Dalí se quedó dormido como los niños por un tiempo indeterminado. Despertó alarmado, pero no por el sonido de la cuchara, que no cayó en el plato, sino debido a un incendio que se declaró en el comedor donde reposaba. Se despertó sintiendo que una disposición precisa de origen ambiguo estaba detrás de aquella acción. Abrió los ojos con esfuerzo en medio del humo. Se incorporó, pese a ello, y atravesó el camino en cuesta hasta llegar a las escaleras, ayudándose de su aguda intuición; luego prosiguió hacia la puerta principal gigante del castillo, sin volverse en ningún momento ni encontrarse con nadie durante el recorrido. Salió al espacio abierto, donde el sol emitía con amabilidad sus cálidos rayos dorados, y las palomas daban saltitos a su alrededor, saciadas y embriagadas. Emitió un suspiro profundo mientras balbucía: «Se trata de la pesadilla que presagié. La próxima vez, pensaré en algo mejor». Hubo de detenerse por un momento y volverse rápidamente al recordar que había olvidado dentro su bastón negro brillante, pero no pudo recuperarlo y siguió su camino murmurando… «Muchos intrusos me conocen por mi bastón y me fastidian con sus miradas maliciosas. Ahora no podrán saber quién soy sin mi señal distintiva».

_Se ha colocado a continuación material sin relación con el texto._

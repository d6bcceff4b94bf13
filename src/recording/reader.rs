//! Streaming readers for recording files.
//!
//! Both readers are lazy, forward-only and non-restartable: packets are
//! decoded on demand and handed to the consumer without buffering.

use std::fs::File;
use std::io::BufReader;
use std::path::{Path, PathBuf};

use tracing::{debug, warn};

use crate::config::defaults::READ_BUFFER_SIZE;
use crate::error::{MongotapError, Result};

use super::packet::Packet;

/// Reader over a single `.bin` recording file
pub struct RecordingReader {
    reader: BufReader<File>,
    path: PathBuf,
    done: bool,
}

impl RecordingReader {
    /// Open a recording file
    pub fn open(path: impl AsRef<Path>) -> Result<Self> {
        let path = path.as_ref().to_path_buf();
        let file = File::open(&path).map_err(|err| {
            MongotapError::Io(std::io::Error::new(
                err.kind(),
                format!("failed to open recording {}: {err}", path.display()),
            ))
        })?;
        Ok(Self {
            reader: BufReader::with_capacity(READ_BUFFER_SIZE, file),
            path,
            done: false,
        })
    }

    /// Path of the underlying file
    pub fn path(&self) -> &Path {
        &self.path
    }
}

impl Iterator for RecordingReader {
    type Item = Result<Packet>;

    fn next(&mut self) -> Option<Self::Item> {
        if self.done {
            return None;
        }
        match Packet::read_from(&mut self.reader) {
            Ok(Some(packet)) => Some(Ok(packet)),
            Ok(None) => {
                self.done = true;
                None
            }
            Err(err) => {
                // any decode error ends this file's stream
                self.done = true;
                Some(Err(err))
            }
        }
    }
}

/// Reader over a directory of `.bin` recording files.
///
/// Files are consumed in lexicographic order, which for this format is
/// chronological: the server names them by creation-time milliseconds. A
/// truncated file surfaces its error and the set moves on to the next file;
/// a bad frame or I/O failure ends the whole stream.
pub struct RecordingSet {
    files: Vec<PathBuf>,
    next_file: usize,
    current: Option<RecordingReader>,
    poisoned: bool,
}

impl RecordingSet {
    /// Open a directory containing recording files
    pub fn open(dir: impl AsRef<Path>) -> Result<Self> {
        let dir = dir.as_ref();
        if !dir.is_dir() {
            return Err(MongotapError::config(format!(
                "{} is not a directory",
                dir.display()
            )));
        }

        let mut files: Vec<PathBuf> = std::fs::read_dir(dir)
            .map_err(|err| {
                MongotapError::Io(std::io::Error::new(
                    err.kind(),
                    format!("failed to read directory {}: {err}", dir.display()),
                ))
            })?
            .filter_map(|entry| entry.ok().map(|e| e.path()))
            .filter(|path| path.extension().map(|ext| ext == "bin").unwrap_or(false))
            .collect();

        if files.is_empty() {
            return Err(MongotapError::config(format!(
                "no .bin recording files found in {}",
                dir.display()
            )));
        }
        files.sort();

        debug!(files = files.len(), dir = %dir.display(), "opened recording set");

        Ok(Self {
            files,
            next_file: 0,
            current: None,
            poisoned: false,
        })
    }

    /// The recording files in this set, in consumption order
    pub fn files(&self) -> &[PathBuf] {
        &self.files
    }
}

impl Iterator for RecordingSet {
    type Item = Result<Packet>;

    fn next(&mut self) -> Option<Self::Item> {
        loop {
            if self.poisoned {
                return None;
            }

            if self.current.is_none() {
                if self.next_file >= self.files.len() {
                    return None;
                }
                let path = &self.files[self.next_file];
                self.next_file += 1;
                match RecordingReader::open(path) {
                    Ok(reader) => {
                        debug!(file = %path.display(), "reading recording file");
                        self.current = Some(reader);
                    }
                    Err(err) => {
                        self.poisoned = true;
                        return Some(Err(err));
                    }
                }
            }

            let reader = self.current.as_mut()?;
            match reader.next() {
                Some(Ok(packet)) => return Some(Ok(packet)),
                Some(Err(err)) => {
                    match err {
                        // a torn tail ends the file; the rest of the set is intact
                        MongotapError::Truncated(_) => {
                            warn!(
                                file = %reader.path().display(),
                                "recording file ends mid-frame"
                            );
                            self.current = None;
                        }
                        _ => self.poisoned = true,
                    }
                    return Some(Err(err));
                }
                None => {
                    self.current = None;
                }
            }
        }
    }
}

#[cfg(test)]
mod tests {
    use super::*;
    use std::io::Write;
    use tempfile::TempDir;

    use crate::recording::packet::tests::build_frame;

    fn write_file(dir: &Path, name: &str, frames: &[Vec<u8>]) -> PathBuf {
        let path = dir.join(name);
        let mut file = File::create(&path).unwrap();
        for frame in frames {
            file.write_all(frame).unwrap();
        }
        path
    }

    #[test]
    fn test_reader_single_file() {
        let dir = TempDir::new().unwrap();
        let path = write_file(
            dir.path(),
            "0001.bin",
            &[
                build_frame(1, b"s", 10, 1, b""),
                build_frame(1, b"s", 20, 2, b""),
            ],
        );

        let packets: Vec<_> = RecordingReader::open(&path)
            .unwrap()
            .collect::<Result<Vec<_>>>()
            .unwrap();
        assert_eq!(packets.len(), 2);
        assert_eq!(packets[0].order, 1);
        assert_eq!(packets[1].order, 2);
    }

    #[test]
    fn test_reader_stops_after_error() {
        let dir = TempDir::new().unwrap();
        let mut torn = build_frame(1, b"s", 10, 1, &[0xAA; 64]);
        torn.truncate(torn.len() - 8);
        let path = write_file(dir.path(), "0001.bin", &[torn]);

        let mut reader = RecordingReader::open(&path).unwrap();
        assert!(matches!(
            reader.next(),
            Some(Err(MongotapError::Truncated(_)))
        ));
        assert!(reader.next().is_none());
    }

    #[test]
    fn test_set_reads_files_in_order() {
        let dir = TempDir::new().unwrap();
        // written out of order on purpose; consumption must be lexicographic
        write_file(dir.path(), "0002.bin", &[build_frame(2, b"", 30, 3, b"")]);
        write_file(
            dir.path(),
            "0001.bin",
            &[
                build_frame(1, b"", 10, 1, b""),
                build_frame(1, b"", 20, 2, b""),
            ],
        );

        let set = RecordingSet::open(dir.path()).unwrap();
        assert_eq!(set.files().len(), 2);

        let orders: Vec<u64> = set.map(|p| p.unwrap().order).collect();
        assert_eq!(orders, vec![1, 2, 3]);
    }

    #[test]
    fn test_set_ignores_other_extensions() {
        let dir = TempDir::new().unwrap();
        write_file(dir.path(), "0001.bin", &[build_frame(1, b"", 10, 1, b"")]);
        std::fs::write(dir.path().join("checksum.txt"), "ignored").unwrap();

        let set = RecordingSet::open(dir.path()).unwrap();
        assert_eq!(set.files().len(), 1);
        assert_eq!(set.count(), 1);
    }

    #[test]
    fn test_set_advances_past_truncated_file() {
        let dir = TempDir::new().unwrap();
        let mut torn = build_frame(1, b"", 10, 1, &[0xAA; 64]);
        torn.truncate(torn.len() - 8);
        write_file(dir.path(), "0001.bin", &[torn]);
        write_file(dir.path(), "0002.bin", &[build_frame(2, b"", 30, 2, b"")]);

        let mut set = RecordingSet::open(dir.path()).unwrap();
        assert!(matches!(set.next(), Some(Err(MongotapError::Truncated(_)))));
        let packet = set.next().unwrap().unwrap();
        assert_eq!(packet.order, 2);
        assert!(set.next().is_none());
    }

    #[test]
    fn test_set_poisons_on_bad_frame() {
        let dir = TempDir::new().unwrap();
        let mut bad = build_frame(1, b"", 10, 1, b"");
        bad[0..4].copy_from_slice(&5u32.to_le_bytes());
        write_file(dir.path(), "0001.bin", &[bad]);
        write_file(dir.path(), "0002.bin", &[build_frame(2, b"", 30, 2, b"")]);

        let mut set = RecordingSet::open(dir.path()).unwrap();
        assert!(matches!(set.next(), Some(Err(MongotapError::BadFrame(_)))));
        assert!(set.next().is_none());
    }

    #[test]
    fn test_set_requires_bin_files() {
        let dir = TempDir::new().unwrap();
        assert!(matches!(
            RecordingSet::open(dir.path()),
            Err(MongotapError::Config(_))
        ));
    }
}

Mahmud Al Rimawi es un escritor y periodista palestino-jordano nacido en 1948 en Palestina, pero que reside en Amán, Jordania. Ha trabajado como editor jefe del periódico jordano Al Rai. Comenzó su carrera literaria publicando su primera colección de cuentos cortos en 1972 y, desde entonces, ha lanzado varias obras más, destacándose su colección titulada «Missed Appointment» en 2002. Al Rimawi es conocido por sus contribuciones tanto a la literatura árabe como al periodismo, con un enfoque particular en los relatos cortos. Su estilo mezcla observaciones sociales con introspecciones personales, logrando captar las complejidades de la vida cotidiana y las emociones humanas. Sus obras suelen estar impregnadas de un sentido de melancolía y reflexión, características que lo han convertido en una figura notable en la literatura moderna árabe. Entre otros logros, ha contribuido a la promoción de la literatura árabe a nivel internacional y es mencionado en publicaciones como Banipal, que destaca a escritores árabes contemporáneos. El relato escogido para traducir al español “se inspira en hechos, reales en algunos casos, tomados de la vida del pintor español Salvador Dalí (1904-1989), con el toque de mi imaginación al servicio de la secuencia de los hechos y su contenido”.